Thanks for the response. I have a few points.
1) I think the implications you speak of were merely fears, and most people that I heard did not believe that churches would actually be required to wed same-sex couples. (Although perhaps required is the wrong word, as I believe the worry was that they could lose their tax-exempt status if they don't, but would still be allowed to continue as churches following their own beliefs.) Massachusetts has had same sex marriage for years. As far as I know they haven't forced churches to marry same-sex couples there.
2) At the time of Prop 8, same-sex marriages were allowed in California. If the writers of prop 8 were concerned with preventing churches from being required to wed same sex couples, they could have written an amendment that reserved the rights of churches to marry whomever they choose. They did not do that, they wrote the amendment to revoke the right to marriage that gays had at that time.
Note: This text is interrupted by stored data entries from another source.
//! Spreadsheet processing pipeline with explicit stages.
//!
//! The pipeline follows these stages in order:
//! 1. **Read**: open the workbook and pull the first worksheet
//! 2. **Normalize**: validate rows and transform them into a keyed table
//! 3. **Fingerprint**: hash and measure the source file
//! 4. **Record**: assemble the upload record for persistence
//!
//! Each stage takes the output of the previous stage and returns typed
//! results.

use std::path::{Path, PathBuf};
use std::time::Instant;

use anyhow::{Context, Result};
use chrono::Utc;
use tracing::{debug, info, info_span};

use sheetplot_chart::{ChartSeries, ChartSpec, SeriesSummary, build_series, summarize};
use sheetplot_ingest::{FileFingerprint, WorkbookInfo, fingerprint_file, inspect};
use sheetplot_model::{
    NormalizationOptions, NormalizedTable, SheetInfo, UploadRecord, UploadStatus,
};
use sheetplot_normalize::normalize;

/// Result of normalizing one spreadsheet file.
#[derive(Debug)]
pub struct NormalizeOutcome {
    /// Source file as given on the command line.
    pub source: PathBuf,
    /// The normalized table.
    pub table: NormalizedTable,
    /// Size and checksum of the source file.
    pub fingerprint: FileFingerprint,
    /// Wall-clock processing time.
    pub duration_ms: u128,
}

/// Normalize the file at `path` and fingerprint it.
///
/// Processing failures carry a `ProcessingError` in their chain so the
/// caller can tell data problems from infrastructure failures.
pub fn run_pipeline(path: &Path, options: NormalizationOptions) -> Result<NormalizeOutcome> {
    let span = info_span!("pipeline", source = %path.display());
    span.in_scope(|| {
        let start = Instant::now();
        let table = normalize(path, options)?;
        let fingerprint =
            fingerprint_file(path).with_context(|| format!("fingerprint {}", path.display()))?;
        let outcome = NormalizeOutcome {
            source: path.to_path_buf(),
            table,
            fingerprint,
            duration_ms: start.elapsed().as_millis(),
        };
        info!(
            rows = outcome.table.total_rows,
            columns = outcome.table.total_columns,
            file_size = outcome.fingerprint.size,
            duration_ms = outcome.duration_ms,
            "pipeline complete"
        );
        Ok(outcome)
    })
}

/// Assemble the persistent record of one processed upload.
///
/// The stored file name gets a millisecond timestamp prefix so repeated
/// uploads of the same file never collide.
pub fn build_record(outcome: &NormalizeOutcome, sheets: Vec<SheetInfo>) -> UploadRecord {
    let uploaded_at = Utc::now();
    let original_name = outcome.source.file_name().map_or_else(
        || "upload".to_string(),
        |name| name.to_string_lossy().into_owned(),
    );
    UploadRecord {
        file_name: format!("{}-{original_name}", uploaded_at.timestamp_millis()),
        original_name,
        uploaded_at,
        file_size: outcome.fingerprint.size,
        checksum: outcome.fingerprint.sha256.clone(),
        sheets,
        table: outcome.table.clone(),
        status: UploadStatus::Success,
    }
}

/// Inventory of one workbook plus its file fingerprint.
#[derive(Debug)]
pub struct InspectOutcome {
    pub source: PathBuf,
    pub workbook: WorkbookInfo,
    pub fingerprint: FileFingerprint,
}

pub fn run_inspect_pipeline(path: &Path) -> Result<InspectOutcome> {
    let span = info_span!("inspect", source = %path.display());
    span.in_scope(|| {
        let workbook = inspect(path)?;
        let fingerprint =
            fingerprint_file(path).with_context(|| format!("fingerprint {}", path.display()))?;
        debug!(sheets = workbook.sheets.len(), "inspect complete");
        Ok(InspectOutcome {
            source: path.to_path_buf(),
            workbook,
            fingerprint,
        })
    })
}

/// A chart series extracted from a file, with its numeric summary.
#[derive(Debug)]
pub struct ChartOutcome {
    pub series: ChartSeries,
    pub summary: Option<SeriesSummary>,
}

pub fn run_chart_pipeline(
    path: &Path,
    options: NormalizationOptions,
    spec: &ChartSpec,
) -> Result<ChartOutcome> {
    let span = info_span!(
        "chart",
        source = %path.display(),
        x = %spec.x_axis,
        y = %spec.y_axis
    );
    span.in_scope(|| {
        let table = normalize(path, options)?;
        let series = build_series(&table, spec)?;
        let summary = summarize(&series);
        info!(points = series.values.len(), "chart series ready");
        Ok(ChartOutcome { series, summary })
    })
}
3) Civil unions versus marriage is an interesting side discussion, but basically you end up with the separate but (not-so-)equal problem. I guess if one is concerned that allowing same sex marriages would lead to churches having to perform them, then that distinction might be relevant, but otherwise I don't see any reason to use different terminology for the two types of unions.
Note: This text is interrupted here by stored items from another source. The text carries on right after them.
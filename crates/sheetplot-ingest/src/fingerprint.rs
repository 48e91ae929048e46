use std::fs::File;
use std::io;
use std::path::Path;

use sha2::{Digest, Sha256};

/// Size and SHA-256 digest of a file on disk.
#[derive(Debug, Clone, PartialEq, Eq)]
pub struct FileFingerprint {
    pub size: u64,
    pub sha256: String,
}

/// Hash a file without loading it into memory. Failures here are plain
/// IO errors, not spreadsheet processing errors.
pub fn fingerprint_file(path: &Path) -> io::Result<FileFingerprint> {
    let mut file = File::open(path)?;
    let mut hasher = Sha256::new();
    let size = io::copy(&mut file, &mut hasher)?;
    Ok(FileFingerprint {
        size,
        sha256: hex::encode(hasher.finalize()),
    })
}

#[cfg(test)]
mod tests {
    use super::*;

    #[test]
    fn hashes_file_contents() {
        let dir = tempfile::tempdir().unwrap();
        let path = dir.path().join("data.bin");
        std::fs::write(&path, b"abc").unwrap();

        let fingerprint = fingerprint_file(&path).unwrap();
        assert_eq!(fingerprint.size, 3);
        assert_eq!(
            fingerprint.sha256,
            "ba7816bf8f01cfea414140de5dae2223b00361a396177a9cb410ff61f20015ad"
        );
    }

    #[test]
    fn missing_file_is_an_io_error() {
        assert!(fingerprint_file(Path::new("/nonexistent/data.bin")).is_err());
    }
}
4) Separate from the issues you mentioned above, I wonder whether the imposition of the values of a certain religious group (those that don't allow same sex marriage) doesn't infringe upon the values of other religious groups (those that do allow same sex marriages). How can one claim that allowing same sex marriage infringes upon their religious freedom, without acknowledging that disallowing them would infringe upon the religious freedoms of others?